Okay, he said "dramatic change" rather than "climate change" but there's no missing the point. New York City Mayor Michael Bloomberg raised the possibility a little more directly: "the storms we've experienced in the last year or so around this country and around the world are much more severe than before. Whether that's global warming or what, I don't know, but we'll have to address those issues." Although of course, he added in the "or what" qualifier.
But I'm not carping. We need our politicians to raise this issue, to ask these questions (and not just in the context of massive hurricanes) because we need to stress how important this is. And we should still want the discussion that acknowledges all the complexities and nuances of this complicated - and important - story of climate, atmosphere, ocean, and the way that we are altering those systems. And the best science reporting on the connection between big hurricanes and human-influenced climate change reaches for exactly that balance.
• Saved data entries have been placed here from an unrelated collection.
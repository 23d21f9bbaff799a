// 🔐 Login, logout and the session extractor

use crate::entities::user::{authenticate, create_session, delete_session, find_session_user, User, SESSION_DAYS};
use crate::schema::LoginForm;
use crate::web::{html, ApiError, AppState};
use axum::async_trait;
use axum::extract::{FromRequestParts, Query, State};
use axum::http::request::Parts;
use axum::http::StatusCode;
use axum::response::{Html, IntoResponse, Redirect, Response};
use axum::Form;
use axum_extra::extract::cookie::{Cookie, CookieJar, SameSite};
use serde::Deserialize;

pub const SESSION_COOKIE: &str = "silk_session";

const UNAUTHORIZED: &str = "Unauthorized. You must be logged in to access this endpoint.";

/// Session token from the request cookies, if any
pub fn session_token(jar: &CookieJar) -> Option<String> {
    jar.get(SESSION_COOKIE)
        .map(|cookie| cookie.value().to_string())
        .filter(|token| !token.is_empty())
}

fn session_cookie(token: String, max_age: time::Duration) -> Cookie<'static> {
    Cookie::build((SESSION_COOKIE, token))
        .path("/")
        .http_only(true)
        .same_site(SameSite::Lax)
        .max_age(max_age)
        .build()
}

/// Only local paths are followed after login
fn safe_redirect(target: Option<&str>) -> &str {
    match target {
        Some(path) if path.starts_with('/') && !path.starts_with("//") => path,
        _ => "/dashboard",
    }
}

// ============================================================================
// EXTRACTOR
// ============================================================================

/// The logged-in user. Requests without a live session are rejected with 401.
#[derive(Debug, Clone)]
pub struct CurrentUser(pub User);

#[async_trait]
impl FromRequestParts<AppState> for CurrentUser {
    type Rejection = ApiError;

    async fn from_request_parts(parts: &mut Parts, state: &AppState) -> Result<Self, Self::Rejection> {
        let jar = CookieJar::from_headers(&parts.headers);
        let token = session_token(&jar).ok_or(ApiError::Unauthorized(UNAUTHORIZED))?;
        let user = state.db(|conn| find_session_user(conn, &token))?;
        user.map(CurrentUser).ok_or(ApiError::Unauthorized(UNAUTHORIZED))
    }
}

// ============================================================================
// HANDLERS
// ============================================================================

#[derive(Debug, Default, Deserialize)]
pub struct LoginParams {
    #[serde(rename = "redirectTo")]
    pub redirect_to: Option<String>,
}

/// GET /login
pub async fn login_page(Query(params): Query<LoginParams>) -> Html<String> {
    Html(html::login_page(None, "", safe_redirect(params.redirect_to.as_deref())))
}

/// POST /login - check credentials, start a session, set the cookie
pub async fn login(State(state): State<AppState>, jar: CookieJar, Form(form): Form<LoginForm>) -> Response {
    let target = safe_redirect(form.redirect_to.as_deref()).to_string();
    let email = form.email.as_deref().unwrap_or_default();

    let failed = |status: StatusCode, message: &str| {
        (status, Html(html::login_page(Some(message), email, &target))).into_response()
    };

    let Some((email, password)) = form.credentials() else {
        return failed(StatusCode::UNAUTHORIZED, "Invalid credentials.");
    };

    let outcome = state.db(|conn| match authenticate(conn, email, password)? {
        Some(user) => create_session(conn, &user.id).map(Some),
        None => Ok(None),
    });

    match outcome {
        Ok(Some(session)) => {
            tracing::info!(email, "logged in");
            let cookie = session_cookie(session.token, time::Duration::days(SESSION_DAYS));
            (jar.add(cookie), Redirect::to(&target)).into_response()
        }
        Ok(None) => {
            tracing::debug!(email, "login rejected");
            failed(StatusCode::UNAUTHORIZED, "Invalid credentials.")
        }
        Err(_) => failed(StatusCode::INTERNAL_SERVER_ERROR, "Something went wrong."),
    }
}

/// POST /logout - drop the session (if any) and clear the cookie
pub async fn logout(State(state): State<AppState>, jar: CookieJar) -> Response {
    if let Some(token) = session_token(&jar) {
        // A failed delete still clears the cookie; the row expires on its own
        let _ = state.db(|conn| delete_session(conn, &token));
    }

    let expired = session_cookie(String::new(), time::Duration::ZERO);
    (jar.add(expired), Redirect::to("/login")).into_response()
}

#[cfg(test)]
mod tests {
    use super::*;
    use crate::config::Environment;
    use crate::web::router;
    use crate::web::test_support::*;
    use axum::body::Body;
    use axum::http::header::{COOKIE, SET_COOKIE};
    use axum::http::{HeaderMap, HeaderValue, Request};
    use tower::ServiceExt;

    #[test]
    fn test_session_token_parsing() {
        let mut headers = HeaderMap::new();
        assert!(session_token(&CookieJar::from_headers(&headers)).is_none());

        headers.insert(COOKIE, HeaderValue::from_static("theme=dark; silk_session=abc123; other=1"));
        assert_eq!(session_token(&CookieJar::from_headers(&headers)).as_deref(), Some("abc123"));

        headers.insert(COOKIE, HeaderValue::from_static("silk_session="));
        assert!(session_token(&CookieJar::from_headers(&headers)).is_none());
    }

    #[test]
    fn test_safe_redirect() {
        assert_eq!(safe_redirect(Some("/dashboard/tools")), "/dashboard/tools");
        assert_eq!(safe_redirect(Some("//evil.example")), "/dashboard");
        assert_eq!(safe_redirect(Some("https://evil.example")), "/dashboard");
        assert_eq!(safe_redirect(None), "/dashboard");
    }

    #[tokio::test]
    async fn test_login_sets_session_cookie() {
        let state = test_state(Environment::Test);
        let response = post_form(&state, "/login", "email=user%40nextmail.com&password=123456").await;

        assert_eq!(location(&response), "/dashboard");
        let cookie = response.headers().get(SET_COOKIE).unwrap().to_str().unwrap();
        assert!(cookie.starts_with("silk_session="));
        assert!(cookie.contains("HttpOnly"));
    }

    #[tokio::test]
    async fn test_login_rejects_bad_password() {
        let state = test_state(Environment::Test);
        let response = post_form(&state, "/login", "email=user%40nextmail.com&password=nope").await;
        assert_eq!(response.status(), StatusCode::UNAUTHORIZED);
        assert!(body_text(response).await.contains("Invalid credentials."));
    }

    #[tokio::test]
    async fn test_logout_clears_cookie() {
        let state = test_state(Environment::Test);
        let response = post_form(&state, "/logout", "").await;
        assert_eq!(location(&response), "/login");
        let cookie = response.headers().get(SET_COOKIE).unwrap().to_str().unwrap();
        assert!(cookie.starts_with("silk_session=;"));
        assert!(cookie.contains("Max-Age=0"));
    }

    #[tokio::test]
    async fn test_logout_ends_session() {
        let state = test_state(Environment::Test);
        let cookie = login_cookie(&state);
        assert_eq!(get_with_cookie(&state, "/query", &cookie).await.status(), StatusCode::OK);

        let response = router(state.clone())
            .oneshot(
                Request::builder()
                    .method("POST")
                    .uri("/logout")
                    .header(COOKIE, &cookie)
                    .body(Body::empty())
                    .unwrap(),
            )
            .await
            .unwrap();
        assert_eq!(location(&response), "/login");

        assert_eq!(
            get_with_cookie(&state, "/query", &cookie).await.status(),
            StatusCode::UNAUTHORIZED
        );
    }
}
// 🌱 Seeding - sample data for every table, applied in one transaction
//
// Demo tables (users, customers, invoices, revenue) use fixed ids and
// INSERT OR IGNORE, so reseeding never duplicates them. Collectible tables
// are dropped and recreated, so reseeding resets them to the sample state.

use crate::db::{count_rows, create_collectible_table};
use crate::entities::collectible::{self, Category, CollectibleStatus, NewCollectible};
use crate::entities::customer::{insert_customer, Customer};
use crate::entities::user::{hash_password, insert_user, User};
use anyhow::{Context, Result};
use rusqlite::{params, Connection};
use serde::Serialize;

// ============================================================================
// DEMO DATA
// ============================================================================

pub const DEFAULT_USER_EMAIL: &str = "user@nextmail.com";
pub const DEFAULT_USER_PASSWORD: &str = "123456";
const DEFAULT_USER_ID: &str = "410544b2-4001-4271-9855-fec4b6a6442a";

/// (id, name, email, image_url)
const CUSTOMERS: [(&str, &str, &str, &str); 6] = [
    ("d6e15727-9fe1-4961-8c5b-ea44a9bd81aa", "Evil Rabbit", "evil@rabbit.com", "/customers/evil-rabbit.png"),
    ("3958dc9e-712f-4377-85e9-fec4b6a6442a", "Delba de Oliveira", "delba@oliveira.com", "/customers/delba-de-oliveira.png"),
    ("3958dc9e-742f-4377-85e9-fec4b6a6442a", "Lee Robinson", "lee@robinson.com", "/customers/lee-robinson.png"),
    ("76d65c26-f784-44a2-ac19-586678f7c2f2", "Michael Novotny", "michael@novotny.com", "/customers/michael-novotny.png"),
    ("CC27C14A-0ACF-4F4A-A6C9-D45682C144B9", "Amy Burns", "amy@burns.com", "/customers/amy-burns.png"),
    ("13D07535-C59E-4157-A011-F8D2EF4E0CBB", "Balazs Orban", "balazs@orban.com", "/customers/balazs-orban.png"),
];

/// (customer index, amount in cents, status, date)
const INVOICES: [(usize, i64, &str, &str); 13] = [
    (0, 15795, "pending", "2022-12-06"),
    (1, 20348, "pending", "2022-11-14"),
    (4, 3040, "paid", "2022-10-29"),
    (3, 44800, "paid", "2023-09-10"),
    (5, 34577, "pending", "2023-08-05"),
    (2, 54246, "pending", "2023-07-16"),
    (0, 666, "pending", "2023-06-27"),
    (3, 32545, "paid", "2023-06-09"),
    (4, 1250, "paid", "2023-06-17"),
    (5, 8546, "paid", "2023-06-07"),
    (1, 500, "paid", "2023-08-19"),
    (5, 8945, "paid", "2023-06-03"),
    (2, 1000, "paid", "2022-06-05"),
];

const REVENUE: [(&str, i64); 12] = [
    ("Jan", 2000),
    ("Feb", 1800),
    ("Mar", 2200),
    ("Apr", 2500),
    ("May", 2300),
    ("Jun", 3200),
    ("Jul", 3500),
    ("Aug", 3700),
    ("Sep", 2500),
    ("Oct", 2800),
    ("Nov", 3000),
    ("Dec", 4800),
];

// ============================================================================
// COLLECTIBLE SAMPLES
// ============================================================================

/// Tool names; entries with notes are still pending, the note says where to find them
const TOOLS: [(&str, &str); 51] = [
    ("Broche de magnetita", ""),
    ("Colgante fragmentador", ""),
    ("Brújula", ""),
    ("Ojo del druida", ""),
    ("Alfiler recto", ""),
    ("Campana protectora", ""),
    ("Aguijón cortante", ""),
    ("Campana magmática", ""),
    ("Cinturón lastrado", ""),
    ("Garracurva", ""),
    ("Máscara fracturada", ""),
    ("Alfiler triple", ""),
    ("Brebaje pulgoso", ""),
    ("Alfiler largo", ""),
    ("Bolsa pólipo", ""),
    ("Alfimohada", ""),
    ("Multiuso", ""),
    ("Tejeluz", ""),
    ("Tobilleras rapisedeñas", ""),
    ("Bolsa de bicho muerto / Saquito de coraza", ""),
    ("Ampolla con aguja / Ampolla de plasmio", ""),
    ("Dados de magnetita", ""),
    ("Taladro de excavador", ""),
    ("Agarre del ascendente", ""),
    ("Extensor de carrete", ""),
    ("Cilicio", ""),
    ("Tachuelas", ""),
    ("Garra espejo / Espejo oscuro", ""),
    ("Rueda mecánica", ""),
    ("Anillo de dientes de sierra", ""),
    ("Brazada de desliz", ""),
    ("Piedra de pedernal", ""),
    ("Banda inyectora", ""),
    ("Cristal de memoria", ""),
    ("Herramienta estropeada (Honda sedeña)", ""),
    ("Honda veloz", ""),
    ("Mosca mecánica", ""),
    ("Marca de ladrón", ""),
    ("Pico hurgón", ""),
    ("Cortaconcha", "Moscarola Furiosa (Arenas de Karak)"),
    ("Cañón de rosarios", ""),
    ("Recipientes voltaicos", ""),
    ("Cuerdas arácnidas", ""),
    ("Corona de pureza", ""),
    ("Anillo arrojadizo", ""),
    ("Garralarga", ""),
    ("Huevo de Pulgalia", ""),
    ("Reserva sedeña", "Segundo Centinela (Altos Salones)"),
    ("Filamento voltaico", "Voltvyrm (Arenas de Karak)"),
    ("Farol de fuego fatuo", "Padre de la Llama (Espesura Fatua)"),
    ("Placa de alfiler", "Alfilera (Monte Fay - Acto 3)"),
];

const WEAVER_SKILLS: [(&str, bool); 6] = [
    ("Lanza sedeña", true),
    ("Tormenta de Hilos", true),
    ("Punto de Cruz", true),
    ("Dardo Veloz", true),
    ("Furia rúnica", false),
    ("Uñas pálidas", false),
];

const NEEDLE_UPGRADES: [(&str, bool); 4] = [
    ("Eliminar Maldicion", true),
    ("Aceite Palido 1", true),
    ("Aceite Palido 2", true),
    ("Aceite Palido 3", false),
];

const CRESTS: [(&str, bool); 6] = [
    ("Blason de Parca", true),
    ("Blason de Bestia", true),
    ("Blason del Errante", true),
    ("Blason de Arquitecta", true),
    ("Blason de la Bruja", true),
    ("Blason de la Chamana", false),
];

const ABILITIES: [(&str, bool); 8] = [
    ("Paso Agil", true),
    ("Agarre de Pinza", true),
    ("Agujolin", true),
    ("Golpe Concentrado", true),
    ("Garra elongada", true),
    ("Vuelo sedeño", false),
    ("Silfonia", false),
    ("Siempreviva", false),
];

fn status(collected: bool) -> CollectibleStatus {
    if collected {
        CollectibleStatus::Collected
    } else {
        CollectibleStatus::Pending
    }
}

fn named(list: &[(&str, bool)], percentage: f64) -> Vec<NewCollectible> {
    list.iter()
        .map(|(name, collected)| NewCollectible::new(name, status(*collected), percentage))
        .collect()
}

fn numbered(prefix: &str, count: usize, percentage: f64, pending_from: Option<usize>) -> Vec<NewCollectible> {
    (1..=count)
        .map(|i| {
            let collected = pending_from.map_or(true, |from| i < from);
            NewCollectible::new(&format!("{} {}", prefix, i), status(collected), percentage)
        })
        .collect()
}

/// Sample rows for one category
pub fn sample_items(category: Category) -> Vec<NewCollectible> {
    let pct = category.default_percentage();
    match category {
        Category::Tools => TOOLS
            .iter()
            .map(|(name, notes)| NewCollectible::new(name, status(notes.is_empty()), pct).with_notes(notes))
            .collect(),
        Category::WeaverSkills => named(&WEAVER_SKILLS, pct),
        Category::NeedleUpgrades => named(&NEEDLE_UPGRADES, pct),
        Category::MaskShards => numbered("Fragmento de Mascara", 20, pct, Some(17)),
        Category::SilkSpools => numbered("Fragmento de Carrete", 18, pct, None),
        Category::SilkHearts => numbered("Corazon de Seda", 3, pct, None),
        Category::CraftingKitToolPouch => {
            let mut items = numbered("Mejora de Kit de Fabricacion", 4, pct, None);
            items.extend(numbered("Mejora de Bolsa de Herramientas", 4, pct, None));
            items
        }
        Category::Crests => named(&CRESTS, pct),
        Category::Abilities => named(&ABILITIES, pct),
    }
}

// ============================================================================
// SEEDING
// ============================================================================

/// Row counts after a seed run
#[derive(Debug, Clone, PartialEq, Serialize)]
pub struct SeedReport {
    pub users: i64,
    pub customers: i64,
    pub invoices: i64,
    pub revenue: i64,
    pub collectibles: Vec<(Category, i64)>,
}

impl SeedReport {
    pub fn collectible_rows(&self) -> i64 {
        self.collectibles.iter().map(|(_, count)| count).sum()
    }
}

fn invoice_id(index: usize) -> String {
    format!("00000000-0000-4000-8000-{:012}", index + 1)
}

/// Seed every table. All of it commits, or none of it does.
pub fn seed_database(conn: &mut Connection) -> Result<SeedReport> {
    let tx = conn.transaction().context("Failed to begin seed transaction")?;

    insert_user(
        &tx,
        &User {
            id: DEFAULT_USER_ID.to_string(),
            name: "User".to_string(),
            email: DEFAULT_USER_EMAIL.to_string(),
            password: hash_password(DEFAULT_USER_PASSWORD).context("Failed to hash default password")?,
        },
    )?;

    for (id, name, email, image_url) in CUSTOMERS {
        insert_customer(
            &tx,
            &Customer {
                id: id.to_string(),
                name: name.to_string(),
                email: email.to_string(),
                image_url: image_url.to_string(),
            },
        )?;
    }

    for (index, (customer, amount, status, date)) in INVOICES.iter().enumerate() {
        tx.execute(
            "INSERT OR IGNORE INTO invoices (id, customer_id, amount, status, date) VALUES (?1, ?2, ?3, ?4, ?5)",
            params![invoice_id(index), CUSTOMERS[*customer].0, amount, status, date],
        )
        .context("Failed to seed invoices")?;
    }

    for (month, revenue) in REVENUE {
        tx.execute(
            "INSERT OR IGNORE INTO revenue (month, revenue) VALUES (?1, ?2)",
            params![month, revenue],
        )
        .context("Failed to seed revenue")?;
    }

    let mut collectibles = Vec::with_capacity(Category::ALL.len());
    for category in Category::ALL {
        tx.execute(&format!("DROP TABLE IF EXISTS {}", category.table()), [])
            .with_context(|| format!("Failed to drop {}", category.table()))?;
        create_collectible_table(&tx, category)
            .with_context(|| format!("Failed to create {}", category.table()))?;

        for item in sample_items(category) {
            collectible::insert(&tx, category, &item)?;
        }

        collectibles.push((category, count_rows(&tx, category.table())?));
    }

    let report = SeedReport {
        users: count_rows(&tx, "users")?,
        customers: count_rows(&tx, "customers")?,
        invoices: count_rows(&tx, "invoices")?,
        revenue: count_rows(&tx, "revenue")?,
        collectibles,
    };

    tx.commit().context("Failed to commit seed transaction")?;

    tracing::info!(
        collectibles = report.collectible_rows(),
        invoices = report.invoices,
        "database seeded"
    );
    Ok(report)
}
For instance, at Boing Boing, science editor Maggie Koerth-Baker wrote an elegant analysis, which looks at everything from historic storm trends to specific weather patterns that helped amplify Sandy, "Did climate change cause Hurricane Sandy? The answer depends on why you're asking."
At the Los Angeles Times, Neela Bannerjee reminds readers that the issue is not that climate change somehow "creates" a big hurricane but that research models indicate that it produces factors that can amplifty the storm system.
Chris Mooney, at Climate Desk, asks "Was Sandy supersized by climate change?" (posted here at The Guardian) reviews factors that might fuel a big storm, such as increased moisture in the atmosphere, and notes: "There's no doubt that global warming has raised the sea level, meaning that every hurricane—including Sandy—surfs atop a higher ocean and can penetrate further inland."
Emily Chertoff at The Atlantic took the same, smart let's-ask-the question approach: The Sandy Storm Surge: Is This What Climate Change Will Look Like?"
At Technology Review, Kevin Bullis explained that "Climate Change Likely Makes Storms Like Sandy Worse." (Italics are mine)
At Dot Earth, Andy Revkin posted a several detailed looks at the question, my favorite being a discussion between Revkin and Dan Miller, a venture capitalist who has focused on climate concerns, which allows us to follow a very educated argument between two people who both agree that this matters.
And at Columbia Journalism Review, Curtis Brainard wrote a pitch-perfect story about the way we cover storms and climate change in the midst of political wrangling over the subject. It's titled "Sandy's climate context" and it's subtitle is "Why generalizing about extreme weather helps no one."
Environmentalists have complained that there's not enough discussion of the issue, that there's not enough acknowledgment of the contribution of climate change to storms like this. And they may have a point. But this small sample (and the many stories that I didn't mention) should serve as a reassuring reminder that we are starting to see one of our biggest environmental issues become a critical part of the storm news cycle.